**MATERIAL FOR THIS TASK:**
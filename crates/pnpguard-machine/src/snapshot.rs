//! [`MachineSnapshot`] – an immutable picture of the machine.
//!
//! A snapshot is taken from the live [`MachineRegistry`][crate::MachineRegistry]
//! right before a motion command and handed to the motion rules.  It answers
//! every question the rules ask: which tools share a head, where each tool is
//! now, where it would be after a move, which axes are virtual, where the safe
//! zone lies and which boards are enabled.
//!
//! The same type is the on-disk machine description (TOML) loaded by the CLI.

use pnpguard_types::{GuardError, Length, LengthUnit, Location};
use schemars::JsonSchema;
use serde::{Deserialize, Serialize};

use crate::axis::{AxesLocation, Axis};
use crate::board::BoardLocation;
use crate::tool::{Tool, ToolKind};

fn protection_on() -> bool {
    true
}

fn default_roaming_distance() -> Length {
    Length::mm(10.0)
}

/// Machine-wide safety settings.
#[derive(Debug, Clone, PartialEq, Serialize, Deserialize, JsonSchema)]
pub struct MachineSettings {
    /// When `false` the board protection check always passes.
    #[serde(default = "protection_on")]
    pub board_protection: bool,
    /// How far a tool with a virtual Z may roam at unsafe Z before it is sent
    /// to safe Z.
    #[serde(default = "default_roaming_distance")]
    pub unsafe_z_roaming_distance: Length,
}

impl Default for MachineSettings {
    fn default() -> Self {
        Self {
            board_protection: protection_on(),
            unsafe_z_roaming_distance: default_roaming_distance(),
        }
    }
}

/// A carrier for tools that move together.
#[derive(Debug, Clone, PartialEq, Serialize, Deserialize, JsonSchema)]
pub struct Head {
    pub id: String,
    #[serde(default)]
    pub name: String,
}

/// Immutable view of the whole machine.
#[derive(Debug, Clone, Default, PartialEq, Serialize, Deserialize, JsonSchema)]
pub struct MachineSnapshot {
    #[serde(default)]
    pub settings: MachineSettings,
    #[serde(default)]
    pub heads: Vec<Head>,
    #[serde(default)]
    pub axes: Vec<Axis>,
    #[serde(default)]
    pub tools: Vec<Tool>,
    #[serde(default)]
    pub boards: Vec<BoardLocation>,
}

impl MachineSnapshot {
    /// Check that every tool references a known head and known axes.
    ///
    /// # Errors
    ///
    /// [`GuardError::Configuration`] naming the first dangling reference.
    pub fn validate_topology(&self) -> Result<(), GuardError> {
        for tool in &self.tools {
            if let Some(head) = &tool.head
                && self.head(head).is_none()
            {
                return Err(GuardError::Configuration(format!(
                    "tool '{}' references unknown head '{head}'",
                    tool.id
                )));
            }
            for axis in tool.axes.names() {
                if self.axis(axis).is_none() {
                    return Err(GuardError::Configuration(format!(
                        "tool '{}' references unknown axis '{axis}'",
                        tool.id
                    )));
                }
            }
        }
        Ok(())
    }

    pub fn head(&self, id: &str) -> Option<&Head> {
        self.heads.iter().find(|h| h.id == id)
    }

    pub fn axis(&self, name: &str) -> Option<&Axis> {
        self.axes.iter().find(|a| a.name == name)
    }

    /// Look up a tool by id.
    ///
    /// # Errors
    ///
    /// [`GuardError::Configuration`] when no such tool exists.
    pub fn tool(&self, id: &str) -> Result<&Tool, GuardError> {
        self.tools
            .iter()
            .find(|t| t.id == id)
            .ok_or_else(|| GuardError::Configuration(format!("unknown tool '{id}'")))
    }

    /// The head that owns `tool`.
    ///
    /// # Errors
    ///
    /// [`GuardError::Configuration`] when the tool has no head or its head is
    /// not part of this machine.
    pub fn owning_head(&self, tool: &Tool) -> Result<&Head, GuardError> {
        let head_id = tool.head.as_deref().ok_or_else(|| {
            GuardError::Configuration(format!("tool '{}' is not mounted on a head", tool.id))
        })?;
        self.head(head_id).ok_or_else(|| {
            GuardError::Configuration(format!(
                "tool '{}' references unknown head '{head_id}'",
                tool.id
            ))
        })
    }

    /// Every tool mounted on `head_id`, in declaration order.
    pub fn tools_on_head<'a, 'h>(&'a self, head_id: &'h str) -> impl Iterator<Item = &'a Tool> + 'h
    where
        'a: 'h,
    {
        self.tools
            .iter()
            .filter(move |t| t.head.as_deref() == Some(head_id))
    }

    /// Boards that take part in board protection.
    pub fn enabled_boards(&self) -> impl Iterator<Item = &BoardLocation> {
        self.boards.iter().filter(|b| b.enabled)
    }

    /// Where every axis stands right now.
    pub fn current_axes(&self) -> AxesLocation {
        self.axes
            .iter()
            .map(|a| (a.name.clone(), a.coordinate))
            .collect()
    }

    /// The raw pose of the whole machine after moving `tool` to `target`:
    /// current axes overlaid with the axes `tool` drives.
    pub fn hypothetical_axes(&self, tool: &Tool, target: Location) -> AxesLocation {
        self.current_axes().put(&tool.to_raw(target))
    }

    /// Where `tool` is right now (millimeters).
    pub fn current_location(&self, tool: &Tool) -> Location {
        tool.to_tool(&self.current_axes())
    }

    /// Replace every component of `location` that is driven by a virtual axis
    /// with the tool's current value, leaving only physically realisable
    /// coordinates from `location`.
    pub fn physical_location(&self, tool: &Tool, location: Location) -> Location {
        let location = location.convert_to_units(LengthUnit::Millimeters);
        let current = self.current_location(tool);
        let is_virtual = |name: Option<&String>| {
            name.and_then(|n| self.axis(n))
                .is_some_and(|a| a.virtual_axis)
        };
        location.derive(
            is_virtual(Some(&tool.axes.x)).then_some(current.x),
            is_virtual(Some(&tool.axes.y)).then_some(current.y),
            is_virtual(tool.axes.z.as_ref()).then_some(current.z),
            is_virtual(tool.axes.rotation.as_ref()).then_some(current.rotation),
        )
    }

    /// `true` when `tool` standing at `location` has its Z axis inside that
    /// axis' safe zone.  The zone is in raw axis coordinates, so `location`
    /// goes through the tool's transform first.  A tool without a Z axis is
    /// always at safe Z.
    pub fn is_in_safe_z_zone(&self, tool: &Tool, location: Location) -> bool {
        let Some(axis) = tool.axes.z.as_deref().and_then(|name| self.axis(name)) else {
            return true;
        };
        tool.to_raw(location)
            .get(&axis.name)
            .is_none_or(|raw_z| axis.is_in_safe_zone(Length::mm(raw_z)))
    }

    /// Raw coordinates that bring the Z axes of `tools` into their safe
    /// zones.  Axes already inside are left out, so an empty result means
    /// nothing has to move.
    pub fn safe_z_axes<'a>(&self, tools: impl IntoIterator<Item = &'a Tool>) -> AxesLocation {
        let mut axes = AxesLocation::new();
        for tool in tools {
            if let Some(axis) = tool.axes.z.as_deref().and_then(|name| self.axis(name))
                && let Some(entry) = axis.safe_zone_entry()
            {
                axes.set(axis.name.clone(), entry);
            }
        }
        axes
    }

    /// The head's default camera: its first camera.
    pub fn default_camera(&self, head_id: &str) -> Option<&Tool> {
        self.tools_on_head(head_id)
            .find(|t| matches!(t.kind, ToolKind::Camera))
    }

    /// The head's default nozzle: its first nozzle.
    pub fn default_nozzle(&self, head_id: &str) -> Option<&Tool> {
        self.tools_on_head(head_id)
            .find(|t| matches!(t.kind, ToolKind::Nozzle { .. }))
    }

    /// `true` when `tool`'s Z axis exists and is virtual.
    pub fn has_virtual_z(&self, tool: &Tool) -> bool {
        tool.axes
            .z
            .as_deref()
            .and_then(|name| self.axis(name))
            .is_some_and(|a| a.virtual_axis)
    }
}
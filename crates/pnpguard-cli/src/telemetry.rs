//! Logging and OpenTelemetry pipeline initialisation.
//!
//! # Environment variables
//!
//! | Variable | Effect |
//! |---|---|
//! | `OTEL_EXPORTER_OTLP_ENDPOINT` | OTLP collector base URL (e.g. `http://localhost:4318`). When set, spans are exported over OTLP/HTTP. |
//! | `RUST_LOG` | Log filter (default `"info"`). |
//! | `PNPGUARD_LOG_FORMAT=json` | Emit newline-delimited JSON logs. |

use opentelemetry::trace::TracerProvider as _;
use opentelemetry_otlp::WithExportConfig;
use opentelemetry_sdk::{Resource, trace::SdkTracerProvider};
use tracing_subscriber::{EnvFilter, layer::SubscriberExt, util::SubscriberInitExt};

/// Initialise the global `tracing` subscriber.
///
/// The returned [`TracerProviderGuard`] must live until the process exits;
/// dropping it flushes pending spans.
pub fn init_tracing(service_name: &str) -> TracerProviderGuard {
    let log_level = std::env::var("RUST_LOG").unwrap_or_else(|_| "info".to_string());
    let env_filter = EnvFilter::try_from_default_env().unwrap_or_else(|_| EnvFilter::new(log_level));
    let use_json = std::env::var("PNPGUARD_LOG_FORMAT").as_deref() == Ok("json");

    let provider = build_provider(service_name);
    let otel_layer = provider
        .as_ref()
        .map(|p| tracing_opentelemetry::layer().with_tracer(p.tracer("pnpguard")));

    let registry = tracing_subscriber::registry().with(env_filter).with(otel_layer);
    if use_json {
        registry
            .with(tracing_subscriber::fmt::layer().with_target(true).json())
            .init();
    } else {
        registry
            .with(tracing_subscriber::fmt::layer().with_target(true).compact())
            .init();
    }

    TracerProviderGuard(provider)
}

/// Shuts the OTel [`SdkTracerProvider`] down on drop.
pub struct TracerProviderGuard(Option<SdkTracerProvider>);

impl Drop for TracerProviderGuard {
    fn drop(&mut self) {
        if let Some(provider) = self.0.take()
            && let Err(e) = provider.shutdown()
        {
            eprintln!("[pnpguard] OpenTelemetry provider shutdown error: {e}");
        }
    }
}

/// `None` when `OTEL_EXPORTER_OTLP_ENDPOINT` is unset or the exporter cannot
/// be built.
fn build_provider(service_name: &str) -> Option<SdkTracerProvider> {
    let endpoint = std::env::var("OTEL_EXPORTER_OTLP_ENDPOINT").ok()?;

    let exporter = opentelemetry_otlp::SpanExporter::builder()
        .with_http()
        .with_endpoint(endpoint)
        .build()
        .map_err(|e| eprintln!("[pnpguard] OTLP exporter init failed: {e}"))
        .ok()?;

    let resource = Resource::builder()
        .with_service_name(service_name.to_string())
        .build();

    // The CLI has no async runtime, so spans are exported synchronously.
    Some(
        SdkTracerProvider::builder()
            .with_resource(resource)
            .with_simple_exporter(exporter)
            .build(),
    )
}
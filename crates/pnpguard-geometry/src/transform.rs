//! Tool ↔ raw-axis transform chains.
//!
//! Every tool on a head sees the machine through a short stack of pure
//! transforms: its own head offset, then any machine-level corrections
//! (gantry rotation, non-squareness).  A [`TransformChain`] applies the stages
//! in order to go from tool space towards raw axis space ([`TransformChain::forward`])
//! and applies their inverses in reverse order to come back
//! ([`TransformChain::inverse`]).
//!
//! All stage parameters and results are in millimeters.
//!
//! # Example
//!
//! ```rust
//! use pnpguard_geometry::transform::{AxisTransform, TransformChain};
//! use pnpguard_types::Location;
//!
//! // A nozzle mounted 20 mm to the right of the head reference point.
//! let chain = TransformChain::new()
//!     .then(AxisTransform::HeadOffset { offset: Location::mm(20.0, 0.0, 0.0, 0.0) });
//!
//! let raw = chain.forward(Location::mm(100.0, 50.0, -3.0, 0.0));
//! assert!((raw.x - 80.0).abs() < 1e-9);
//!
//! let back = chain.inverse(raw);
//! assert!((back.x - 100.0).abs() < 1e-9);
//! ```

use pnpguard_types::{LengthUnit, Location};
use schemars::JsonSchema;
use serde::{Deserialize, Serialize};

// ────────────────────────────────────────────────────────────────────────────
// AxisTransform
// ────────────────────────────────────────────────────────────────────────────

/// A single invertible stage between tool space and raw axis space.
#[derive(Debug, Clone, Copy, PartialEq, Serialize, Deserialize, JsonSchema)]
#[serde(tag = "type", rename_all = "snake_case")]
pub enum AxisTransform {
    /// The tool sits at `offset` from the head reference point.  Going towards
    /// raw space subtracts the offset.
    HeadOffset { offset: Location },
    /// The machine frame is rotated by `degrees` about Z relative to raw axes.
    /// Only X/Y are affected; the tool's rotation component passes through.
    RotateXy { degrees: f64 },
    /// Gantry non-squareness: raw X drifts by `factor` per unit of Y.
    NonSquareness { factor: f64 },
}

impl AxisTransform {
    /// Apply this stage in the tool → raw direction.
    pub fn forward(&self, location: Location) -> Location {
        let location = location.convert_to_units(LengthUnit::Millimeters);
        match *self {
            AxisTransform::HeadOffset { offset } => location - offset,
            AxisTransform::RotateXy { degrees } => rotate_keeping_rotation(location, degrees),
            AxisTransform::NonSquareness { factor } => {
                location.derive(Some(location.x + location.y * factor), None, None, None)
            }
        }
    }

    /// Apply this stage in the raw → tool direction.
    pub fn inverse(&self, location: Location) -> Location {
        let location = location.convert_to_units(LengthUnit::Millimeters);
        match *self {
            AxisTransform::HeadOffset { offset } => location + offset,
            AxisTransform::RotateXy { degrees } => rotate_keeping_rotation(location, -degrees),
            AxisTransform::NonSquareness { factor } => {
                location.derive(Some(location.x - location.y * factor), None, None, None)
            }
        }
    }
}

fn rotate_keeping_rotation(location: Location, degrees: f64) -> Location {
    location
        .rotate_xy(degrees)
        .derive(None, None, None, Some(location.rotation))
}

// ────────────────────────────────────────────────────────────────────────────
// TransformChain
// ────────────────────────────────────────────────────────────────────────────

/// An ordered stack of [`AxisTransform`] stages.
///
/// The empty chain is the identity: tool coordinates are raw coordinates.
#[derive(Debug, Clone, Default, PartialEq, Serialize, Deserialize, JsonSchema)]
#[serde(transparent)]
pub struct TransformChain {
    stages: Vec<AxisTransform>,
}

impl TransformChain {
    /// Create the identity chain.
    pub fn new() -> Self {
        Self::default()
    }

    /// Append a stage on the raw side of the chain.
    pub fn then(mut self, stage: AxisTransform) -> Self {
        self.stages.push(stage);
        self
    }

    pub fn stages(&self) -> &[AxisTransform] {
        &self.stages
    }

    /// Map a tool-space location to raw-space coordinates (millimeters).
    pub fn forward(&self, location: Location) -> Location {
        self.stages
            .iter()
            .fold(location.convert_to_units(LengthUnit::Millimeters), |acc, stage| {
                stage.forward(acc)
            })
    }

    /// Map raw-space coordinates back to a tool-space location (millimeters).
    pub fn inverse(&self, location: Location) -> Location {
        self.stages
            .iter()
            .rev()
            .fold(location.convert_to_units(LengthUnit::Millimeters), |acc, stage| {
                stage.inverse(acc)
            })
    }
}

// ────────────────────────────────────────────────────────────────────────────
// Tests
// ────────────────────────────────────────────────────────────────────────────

**DIRECTIONS:**
The output must consist solely of the lines from the first line of the records through the line containing "each tool is", reproduced exactly.

**COMPLETED TASK:**
filename crates/pnpguard-machine/src/snapshot.rs
//! [`MachineSnapshot`] – an immutable picture of the machine.
//!
//! A snapshot is taken from the live [`MachineRegistry`][crate::MachineRegistry]
//! right before a motion command and handed to the motion rules.  It answers
//! every question the rules ask: which tools share a head, where each tool is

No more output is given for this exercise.